*** Block opens ***

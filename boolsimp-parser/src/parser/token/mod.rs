pub mod op;

use crate::{
    parser::{error::{Error, UnexpectedToken}, Parser, Parse},
    tokenizer::TokenKind,
};
use std::ops::Range;

/// Generates a unit struct for each token kind, as well as a simple [`Parse`] implementation for
/// each token kind. This enables the parser to use and request token kinds as a type, which is
/// much more ergonomic than using a string.
macro_rules! token_kinds {
    ($($name:ident)*) => {
        $(
            #[derive(Clone, Debug, PartialEq)]
            pub struct $name {
                pub span: Range<usize>,
            }

            impl Parse for $name {
                fn parse(input: &mut Parser) -> Result<Self, Error> {
                    let token = input.next_token()?;

                    if token.kind == TokenKind::$name {
                        Ok(Self { span: token.span })
                    } else {
                        Err(Error::new(vec![token.span], UnexpectedToken {
                            expected: &[TokenKind::$name],
                            found: token.kind,
                        }))
                    }
                }
            }
        )*
    };
}

token_kinds!(
    OpenParen
    CloseParen
    OpenSquare
    CloseSquare
);
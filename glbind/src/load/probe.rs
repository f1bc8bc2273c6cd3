use crate::context::{Context, GlVersion};
use crate::error::{LoadError, Result};
use crate::registry::Command;
use crate::types::{
    GetIntegervFn, GetStringFn, GetStringiFn, GLint, GL_EXTENSIONS, GL_NUM_EXTENSIONS,
};
use rustc_hash::FxHashSet;
use std::ffi::{c_char, CStr};
use tracing::debug;

/// Extensions advertised by the driver, in whichever shape it handed them out.
#[derive(Debug, Clone, PartialEq, Eq)]
pub enum ExtensionQuery {
    /// One name per `glGetStringi(GL_EXTENSIONS, i)` call, copied out.
    Indexed(FxHashSet<String>),
    /// The space separated `glGetString(GL_EXTENSIONS)` string.
    Combined(String),
}

impl ExtensionQuery {
    pub fn from_string(extensions: impl Into<String>) -> Self {
        ExtensionQuery::Combined(extensions.into())
    }

    pub fn from_names<I, S>(names: I) -> Self
    where
        I: IntoIterator<Item = S>,
        S: Into<String>,
    {
        ExtensionQuery::Indexed(names.into_iter().map(Into::into).collect())
    }

    /// Whether `name` is advertised as a whole name, never as a prefix of a
    /// longer one.
    pub fn has(&self, name: &str) -> bool {
        match self {
            ExtensionQuery::Indexed(names) => names.contains(name),
            ExtensionQuery::Combined(extensions) => has_token(extensions, name),
        }
    }

    pub fn is_indexed(&self) -> bool {
        matches!(self, ExtensionQuery::Indexed(_))
    }

    /// Asks the driver behind `context` for its extensions.
    ///
    /// Contexts reporting 3.0 or newer are asked one name at a time and must
    /// provide `glGetIntegerv` and `glGetStringi`; older ones hand out the
    /// combined string. `prefer_combined` tries the combined string first on
    /// newer contexts too, which compatibility profiles still answer.
    ///
    /// # Safety
    ///
    /// The pointers stored for `glGetString`, `glGetIntegerv` and
    /// `glGetStringi` must be the driver's, callable on this thread.
    pub unsafe fn query(
        context: &Context,
        version: GlVersion,
        prefer_combined: bool,
    ) -> Result<Self> {
        let indexed = version.major >= 3;
        if !indexed || prefer_combined {
            match Self::query_combined(context) {
                Ok(query) => return Ok(query),
                Err(err) if !indexed => return Err(err),
                Err(err) => debug!("{err}, falling back to glGetStringi"),
            }
        }
        Self::query_indexed(context)
    }

    unsafe fn query_combined(context: &Context) -> Result<Self> {
        let get_string = context
            .get_fn::<GetStringFn>(Command::GetString)
            .ok_or(LoadError::MissingGetString)?;
        let extensions = get_string(GL_EXTENSIONS);
        if extensions.is_null() {
            return Err(LoadError::MissingExtensionString);
        }
        let extensions = CStr::from_ptr(extensions as *const c_char);
        Ok(ExtensionQuery::Combined(
            extensions.to_string_lossy().into_owned(),
        ))
    }

    unsafe fn query_indexed(context: &Context) -> Result<Self> {
        let (Some(get_integerv), Some(get_stringi)) = (
            context.get_fn::<GetIntegervFn>(Command::GetIntegerv),
            context.get_fn::<GetStringiFn>(Command::GetStringi),
        ) else {
            return Err(LoadError::MissingExtensionQuery);
        };

        let mut count: GLint = 0;
        get_integerv(GL_NUM_EXTENSIONS, &mut count);
        let count = u32::try_from(count).unwrap_or(0);

        let mut names = FxHashSet::with_capacity_and_hasher(
            count as usize,
            Default::default(),
        );
        for index in 0..count {
            let name = get_stringi(GL_EXTENSIONS, index);
            if name.is_null() {
                // Everything copied so far is dropped with `names`.
                return Err(LoadError::NullExtensionName { index });
            }
            let name = CStr::from_ptr(name as *const c_char);
            names.insert(name.to_string_lossy().into_owned());
        }
        debug!("driver advertises {} extensions", names.len());
        Ok(ExtensionQuery::Indexed(names))
    }
}

/// Token boundary aware search in a space separated list: `name` only
/// matches when flanked by spaces or the ends of `list`.
pub fn has_token(list: &str, name: &str) -> bool {
    !name.is_empty() && list.split(' ').any(|token| token == name)
}

#[cfg(test)]
mod tests {
    use super::*;

    #[test]
    fn test_token_boundaries() {
        let list = "GL_ARB_shader_objects_foo GL_EXT_bgra";
        assert!(!has_token(list, "GL_ARB_shader_objects"));
        assert!(has_token(list, "GL_ARB_shader_objects_foo"));
        assert!(has_token(list, "GL_EXT_bgra"));

        assert!(has_token("GL_ARB_shader_objects", "GL_ARB_shader_objects"));
        assert!(has_token("GL_A GL_ARB_shader_objects", "GL_ARB_shader_objects"));
        assert!(has_token("GL_ARB_shader_objects GL_B", "GL_ARB_shader_objects"));
        assert!(has_token("GL_A GL_ARB_shader_objects ", "GL_ARB_shader_objects"));
        assert!(!has_token("XGL_ARB_shader_objects", "GL_ARB_shader_objects"));
        assert!(!has_token("GL_EXT_bgra", "GL_EXT"));
    }

    #[test]
    fn test_empty_inputs() {
        assert!(!has_token("", "GL_EXT_bgra"));
        assert!(!has_token("GL_A  GL_B", ""));
        assert!(!ExtensionQuery::from_string("").has("GL_EXT_bgra"));
        assert!(!ExtensionQuery::from_names(Vec::<String>::new()).has("GL_EXT_bgra"));
    }

    #[test]
    fn test_indexed_is_exact() {
        let query = ExtensionQuery::from_names(["GL_ARB_shader_objects_foo", "GL_KHR_debug"]);
        assert!(query.is_indexed());
        assert!(query.has("GL_KHR_debug"));
        assert!(!query.has("GL_ARB_shader_objects"));
        assert!(!query.has("GL_KHR"));
    }
}
use crate::context::Context;
use crate::registry::ALIAS_GROUPS;
use tracing::trace;

/// Fills every unresolved member of an alias group with the first resolved
/// member of that group. Resolved members are never overwritten.
///
/// Returns how many slots were filled.
pub fn resolve_aliases(context: &mut Context) -> usize {
    let mut filled = 0;
    for group in ALIAS_GROUPS {
        let Some((source, proc)) = group
            .iter()
            .find_map(|command| context.get(*command).map(|proc| (*command, proc)))
        else {
            continue;
        };

        for command in group.iter() {
            if !context.is_loaded(*command) {
                trace!("{command} resolved through {source}");
                context.set(*command, Some(proc));
                filled += 1;
            }
        }
    }
    filled
}
//! Static description of the OpenGL API surface the loader knows about:
//! core tiers, vendor extensions, entry points, the tables tying entry points
//! to the tier or extension that introduces them, and alias groups.

pub mod alias;
pub mod command;
pub mod extension;
pub mod features;
pub mod version;

pub use alias::{aliases_of, ALIAS_GROUPS};
pub use command::Command;
pub use extension::Extension;
pub use features::FEATURES;
pub use version::Version;

/// What has to be present for an entry point to be bound.
#[derive(Debug, Clone, Copy, PartialEq, Eq, Hash)]
pub enum Gate {
    Version(Version),
    Extension(Extension),
}

impl Gate {
    pub fn name(self) -> &'static str {
        match self {
            Gate::Version(version) => version.name(),
            Gate::Extension(extension) => extension.name(),
        }
    }
}

/// Entry points introduced by `gate`, empty when it introduces none.
pub fn commands_of(gate: Gate) -> &'static [Command] {
    FEATURES
        .iter()
        .find(|(candidate, _)| *candidate == gate)
        .map(|(_, commands)| *commands)
        .unwrap_or(&[])
}

/// Every gate under which `command` is bound.
pub fn gates_of(command: Command) -> impl Iterator<Item = Gate> {
    FEATURES
        .iter()
        .filter(move |(_, commands)| commands.contains(&command))
        .map(|(gate, _)| *gate)
}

*** Block closes ***

Required work ->
Go through the material above and output exactly the lines from the one containing "hand out the" through the one containing "pub unsafe fn".

Solution to this exercise ->
    /// provide `glGetIntegerv` and `glGetStringi`; older ones hand out the
    /// combined string. `prefer_combined` tries the combined string first on
    /// newer contexts too, which compatibility profiles still answer.
    ///
    /// # Safety
    ///
    /// The pointers stored for `glGetString`, `glGetIntegerv` and
    /// `glGetStringi` must be the driver's, callable on this thread.
    pub unsafe fn query(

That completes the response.